We are given the equation:

$\frac{\tan \beta + \cot \beta}{\tan \beta} = \frac{\tan \beta}{\tan \beta} + \frac{\cot \beta}{\tan \beta}$

To transform the left-hand side into the right-hand side, let's break it down step by step using trigonometric identities.
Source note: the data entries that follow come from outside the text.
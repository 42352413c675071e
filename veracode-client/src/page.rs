//! Pagination metadata and query-string helpers for collection endpoints.

use serde::{Deserialize, Serialize};

/// Metadata for the current API page.
#[derive(Debug, Clone, Copy, Default, PartialEq, Eq, Serialize, Deserialize)]
pub struct PageMeta {
    #[serde(default)]
    pub number: u32,
    #[serde(default)]
    pub size: u32,
    #[serde(default)]
    pub total_elements: u64,
    #[serde(default)]
    pub total_pages: u32,
}

impl PageMeta {
    /// True if a further page exists after this one.
    #[must_use]
    pub fn has_next(&self) -> bool {
        self.number.saturating_add(1) < self.total_pages
    }
}

/// A link to another page of the same collection.
#[derive(Debug, Clone, Default, PartialEq, Eq, Serialize, Deserialize)]
pub struct Link {
    pub href: String,
}

/// Navigation links returned alongside a page (`_links`).
#[derive(Debug, Clone, Default, PartialEq, Eq, Serialize, Deserialize)]
pub struct NavLinks {
    #[serde(default, skip_serializing_if = "Option::is_none")]
    pub first: Option<Link>,
    #[serde(default, skip_serializing_if = "Option::is_none")]
    pub last: Option<Link>,
    #[serde(default, skip_serializing_if = "Option::is_none")]
    pub next: Option<Link>,
    #[serde(default, skip_serializing_if = "Option::is_none")]
    pub prev: Option<Link>,
    #[serde(default, rename = "self", skip_serializing_if = "Option::is_none")]
    pub self_: Option<Link>,
}

/// Implemented by response types that hold one page of a collection.
///
/// [`VeracodeClient::send_collection`](crate::VeracodeClient::send_collection) copies
/// this metadata onto the [`Response`](crate::Response) envelope.
pub trait CollectionResult {
    fn page_meta(&self) -> Option<PageMeta>;
    fn links(&self) -> Option<NavLinks>;
}

/// A sort key; encodes as `name` or `name,desc`.
#[derive(Debug, Clone, PartialEq, Eq)]
pub struct SortField {
    pub name: String,
    pub descending: bool,
}

impl SortField {
    pub fn asc(name: impl Into<String>) -> Self {
        Self {
            name: name.into(),
            descending: false,
        }
    }

    pub fn desc(name: impl Into<String>) -> Self {
        Self {
            name: name.into(),
            descending: true,
        }
    }

    fn encode(&self) -> String {
        if self.descending {
            format!("{},desc", self.name)
        } else {
            self.name.clone()
        }
    }
}

/// Paging and sorting options shared by the collection endpoints.
#[derive(Debug, Clone, Default, PartialEq, Eq)]
pub struct PageOptions {
    pub page: u32,
    /// Page size; the server default applies when `None`
    pub size: Option<u32>,
    /// Field names are camelCase; ascending unless marked descending
    pub sort: Vec<SortField>,
}

impl PageOptions {
    #[must_use]
    pub fn new(page: u32) -> Self {
        Self {
            page,
            ..Self::default()
        }
    }

    #[must_use]
    pub fn with_size(mut self, size: u32) -> Self {
        self.size = Some(size);
        self
    }

    #[must_use]
    pub fn sort_by(mut self, field: SortField) -> Self {
        self.sort.push(field);
        self
    }

    /// Query pairs in the order the API documents them.
    #[must_use]
    pub fn to_query_pairs(&self) -> Vec<(String, String)> {
        let mut pairs = Vec::with_capacity(self.sort.len().saturating_add(2));
        if let Some(size) = self.size {
            pairs.push(("size".to_string(), size.to_string()));
        }
        pairs.push(("page".to_string(), self.page.to_string()));
        pairs.extend(self.sort.iter().map(|s| ("sort".to_string(), s.encode())));
        pairs
    }
}

/// Encode query pairs for the Veracode APIs.
///
/// Spaces become `%20`, never `+`: the platform rejects `name=foo+bar` with a 401
/// because the signed URL no longer matches.
pub fn encode_query<K, V>(pairs: &[(K, V)]) -> String
where
    K: AsRef<str>,
    V: AsRef<str>,
{
    let mut query = String::new();
    for (i, (key, value)) in pairs.iter().enumerate() {
        if i > 0 {
            query.push('&');
        }
        query.push_str(&urlencoding::encode(key.as_ref()));
        query.push('=');
        query.push_str(&urlencoding::encode(value.as_ref()));
    }
    query
}
//! Client configuration.

use secrecy::SecretString;
use std::time::Duration;

use crate::credentials::VeracodeCredentials;
use crate::rate_limit::RateLimitConfig;

/// Default TCP connect timeout.
pub const DEFAULT_CONNECT_TIMEOUT: Duration = Duration::from_secs(30);

/// Default whole-request timeout.
pub const DEFAULT_REQUEST_TIMEOUT: Duration = Duration::from_secs(300);

/// Configuration for [`VeracodeClient`](crate::VeracodeClient).
///
/// The region is not configured here: it is always derived from the API key id.
/// Timeouts, proxy and certificate settings only apply to the default reqwest
/// transport, not to a transport injected with
/// [`VeracodeClient::with_transport`](crate::VeracodeClient::with_transport).
#[derive(Debug, Clone)]
pub struct ClientConfig {
    pub credentials: VeracodeCredentials,
    pub rate_limit: RateLimitConfig,
    pub connect_timeout: Duration,
    pub request_timeout: Duration,
    pub proxy_url: Option<String>,
    pub proxy_username: Option<String>,
    pub proxy_password: Option<SecretString>,
    /// Whether to validate TLS certificates (default: true)
    pub validate_certificates: bool,
    /// Replace the regional REST and XML roots, e.g. with an API gateway
    pub endpoint_override: Option<(String, String)>,
}

impl ClientConfig {
    #[must_use]
    pub fn new(credentials: VeracodeCredentials) -> Self {
        Self {
            credentials,
            rate_limit: RateLimitConfig::default(),
            connect_timeout: DEFAULT_CONNECT_TIMEOUT,
            request_timeout: DEFAULT_REQUEST_TIMEOUT,
            proxy_url: None,
            proxy_username: None,
            proxy_password: None,
            validate_certificates: true,
            endpoint_override: None,
        }
    }

    /// Allow `burst` requests at once, then one every `period`.
    #[must_use]
    pub fn with_rate_limit(mut self, period: Duration, burst: u32) -> Self {
        self.rate_limit = RateLimitConfig { period, burst };
        self
    }

    #[must_use]
    pub fn with_connect_timeout(mut self, timeout: Duration) -> Self {
        self.connect_timeout = timeout;
        self
    }

    #[must_use]
    pub fn with_request_timeout(mut self, timeout: Duration) -> Self {
        self.request_timeout = timeout;
        self
    }

    #[must_use]
    pub fn with_proxy(mut self, proxy_url: &str) -> Self {
        self.proxy_url = Some(proxy_url.to_string());
        self
    }

    #[must_use]
    pub fn with_proxy_auth(mut self, username: &str, password: &str) -> Self {
        self.proxy_username = Some(username.to_string());
        self.proxy_password = Some(SecretString::from(password));
        self
    }

    /// Disable certificate validation for development environments.
    ///
    /// WARNING: This should only be used in development environments with
    /// self-signed certificates. Never use this in production.
    #[must_use]
    pub fn with_certificate_validation_disabled(mut self) -> Self {
        self.validate_certificates = false;
        self
    }

    #[must_use]
    pub fn with_endpoints(mut self, rest_base_url: &str, xml_base_url: &str) -> Self {
        self.endpoint_override = Some((rest_base_url.to_string(), xml_base_url.to_string()));
        self
    }
}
Step 1: Rewrite the left-hand side

The left-hand side is:

$\frac{\tan \beta + \cot \beta}{\tan \beta}$

Recall that $\cot \beta = \frac{1}{\tan \beta}$. Substituting this in:

$\frac{\tan \beta + \frac{1}{\tan \beta}}{\tan \beta}$

Step 2: Combine terms in the numerator

To combine the terms in the numerator, let's rewrite them as a single fraction:

$\frac{\tan^2 \beta + 1}{\tan \beta}$

So the left-hand side becomes:

$\frac{\frac{\tan^2 \beta + 1}{\tan \beta}}{\tan \beta} = \frac{\tan^2 \beta + 1}{\tan^2 \beta}$

Step 3: Simplify the right-hand side

Now, let's simplify the right-hand side, which is:

$\frac{\tan \beta}{\tan \beta} + \frac{\cot \beta}{\tan \beta}$

The first term simplifies to 1:

$1 + \frac{\cot \beta}{\tan \beta}$

Since $\cot \beta = \frac{1}{\tan \beta}$, the second term becomes:

$1 + \frac{\frac{1}{\tan \beta}}{\tan \beta} = 1 + \frac{1}{\tan^2 \beta}$

Step 4: Compare the expressions

Now we have:

• Left-hand side: $\frac{\tan^2 \beta + 1}{\tan^2 \beta}$
• Right-hand side: $1 + \frac{1}{\tan^2 \beta}$

Both expressions are identical, so the transformation is complete.

Thus, the equation holds:

$\frac{\tan \beta + \cot \beta}{\tan \beta} = \frac{\tan \beta}{\tan \beta} + \frac{\cot \beta}{\tan \beta}$

Would you like more details or have any questions? Here are some related questions to deepen your understanding:

1. How do trigonometric identities like $\cot \beta = \frac{1}{\tan \beta}$ help in simplifying equations?
2. What is the significance of the interval $0 < \beta < \frac{\pi}{2}$ for trigonometric functions?
3. Can this equation be transformed using a different set of trigonometric identities?
4. How would the equation change if you replaced $\tan \beta$ with $\sin \beta / \cos \beta$?
5. What other identities could be useful in simplifying similar expressions?

Tip: Familiarizing yourself with the fundamental trigonometric identities can help simplify a wide range of complex trigonometric expressions.